### [TASK BRIEF]
Only the count is expected: the number of lines below that contain "Option".

BEGIN DATASET RECORDS

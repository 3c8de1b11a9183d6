use std::sync::{Arc, Mutex};

use async_trait::async_trait;
use axum::body::Body;
use axum::http::{header, Request};
use axum::response::Response;
use serde_json::Value;

use crate::designs::domain::{DesignId, DesignRecord, InventoryItem, NewDesign, SourceImage};
use crate::designs::repository::{DesignRepository, InMemoryDesignRepository, RepositoryError};
use crate::designs::{design_router, RenovationService};
use crate::gateway::{GatewayError, ModelGateway};

pub(super) const BOUNDARY: &str = "homevision-test-boundary";

pub(super) fn sofa() -> InventoryItem {
    InventoryItem {
        item_name: "Sofa".to_string(),
        category: "Seating".to_string(),
        visual_description: "Pale oak frame with oatmeal boucle cushions".to_string(),
        estimated_price_php: 15000,
    }
}

pub(super) fn pendant_lamp() -> InventoryItem {
    InventoryItem {
        item_name: "Pendant Lamp".to_string(),
        category: "Lighting".to_string(),
        visual_description: "White ribbed glass shade".to_string(),
        estimated_price_php: 3800,
    }
}

/// Gateway double that replays canned model output and records what it was sent.
#[derive(Default)]
pub(super) struct ScriptedGateway {
    image: Option<Vec<u8>>,
    inventory: Option<Vec<InventoryItem>>,
    renovations: Mutex<Vec<(String, String)>>,
    analyses: Mutex<Vec<Vec<u8>>>,
}

impl ScriptedGateway {
    pub(super) fn succeeding(image: &[u8], inventory: Vec<InventoryItem>) -> Self {
        Self {
            image: Some(image.to_vec()),
            inventory: Some(inventory),
            ..Self::default()
        }
    }

    pub(super) fn failing_render() -> Self {
        Self::default()
    }

    pub(super) fn failing_analysis(image: &[u8]) -> Self {
        Self {
            image: Some(image.to_vec()),
            ..Self::default()
        }
    }

    /// `(mime type, prompt)` for each renovate call.
    pub(super) fn renovations(&self) -> Vec<(String, String)> {
        self.renovations.lock().expect("gateway mutex poisoned").clone()
    }

    pub(super) fn analyses(&self) -> Vec<Vec<u8>> {
        self.analyses.lock().expect("gateway mutex poisoned").clone()
    }
}

#[async_trait]
impl ModelGateway for ScriptedGateway {
    async fn renovate(
        &self,
        source: &SourceImage,
        style_prompt: &str,
    ) -> Result<Vec<u8>, GatewayError> {
        self.renovations
            .lock()
            .expect("gateway mutex poisoned")
            .push((source.mime_type.clone(), style_prompt.to_string()));
        self.image.clone().ok_or(GatewayError::MissingImage)
    }

    async fn analyze(&self, rendered_png: &[u8]) -> Result<Vec<InventoryItem>, GatewayError> {
        self.analyses
            .lock()
            .expect("gateway mutex poisoned")
            .push(rendered_png.to_vec());
        self.inventory
            .clone()
            .ok_or(GatewayError::MissingInventory)
    }
}

pub(super) struct UnavailableRepository;

impl DesignRepository for UnavailableRepository {
    fn put(&self, _design: NewDesign) -> Result<DesignId, RepositoryError> {
        Err(RepositoryError::Unavailable("store offline".to_string()))
    }

    fn get(&self, _id: &DesignId) -> Result<DesignRecord, RepositoryError> {
        Err(RepositoryError::Unavailable("store offline".to_string()))
    }

    fn len(&self) -> Result<usize, RepositoryError> {
        Err(RepositoryError::Unavailable("store offline".to_string()))
    }
}

pub(super) type MemoryService = RenovationService<InMemoryDesignRepository, ScriptedGateway>;

pub(super) fn build_service(
    gateway: ScriptedGateway,
) -> (Arc<MemoryService>, InMemoryDesignRepository, Arc<ScriptedGateway>) {
    let repository = InMemoryDesignRepository::default();
    let gateway = Arc::new(gateway);
    let service = Arc::new(RenovationService::new(
        Arc::new(repository.clone()),
        gateway.clone(),
    ));
    (service, repository, gateway)
}

pub(super) fn router_with_service(service: Arc<MemoryService>) -> axum::Router {
    design_router(service)
}

pub(super) fn multipart_upload(image: Option<&[u8]>, style: Option<&str>) -> Request<Body> {
    let mut body = Vec::new();
    if let Some(bytes) = image {
        body.extend_from_slice(
            format!(
                "--{BOUNDARY}\r\nContent-Disposition: form-data; name=\"file\"; filename=\"room.jpg\"\r\nContent-Type: image/jpeg\r\n\r\n"
            )
            .as_bytes(),
        );
        body.extend_from_slice(bytes);
        body.extend_from_slice(b"\r\n");
    }
    if let Some(style) = style {
        body.extend_from_slice(
            format!(
                "--{BOUNDARY}\r\nContent-Disposition: form-data; name=\"style\"\r\n\r\n{style}\r\n"
            )
            .as_bytes(),
        );
    }
    body.extend_from_slice(format!("--{BOUNDARY}--\r\n").as_bytes());

    Request::post("/renovate")
        .header(
            header::CONTENT_TYPE,
            format!("multipart/form-data; boundary={BOUNDARY}"),
        )
        .body(Body::from(body))
        .expect("request builds")
}

pub(super) async fn read_json_body(response: Response) -> Value {
    let body = axum::body::to_bytes(response.into_body(), usize::MAX)
        .await
        .expect("read body");
    serde_json::from_slice(&body).expect("json payload")
}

END DATASET RECORDS

### [COMPLETED EXERCISE]
3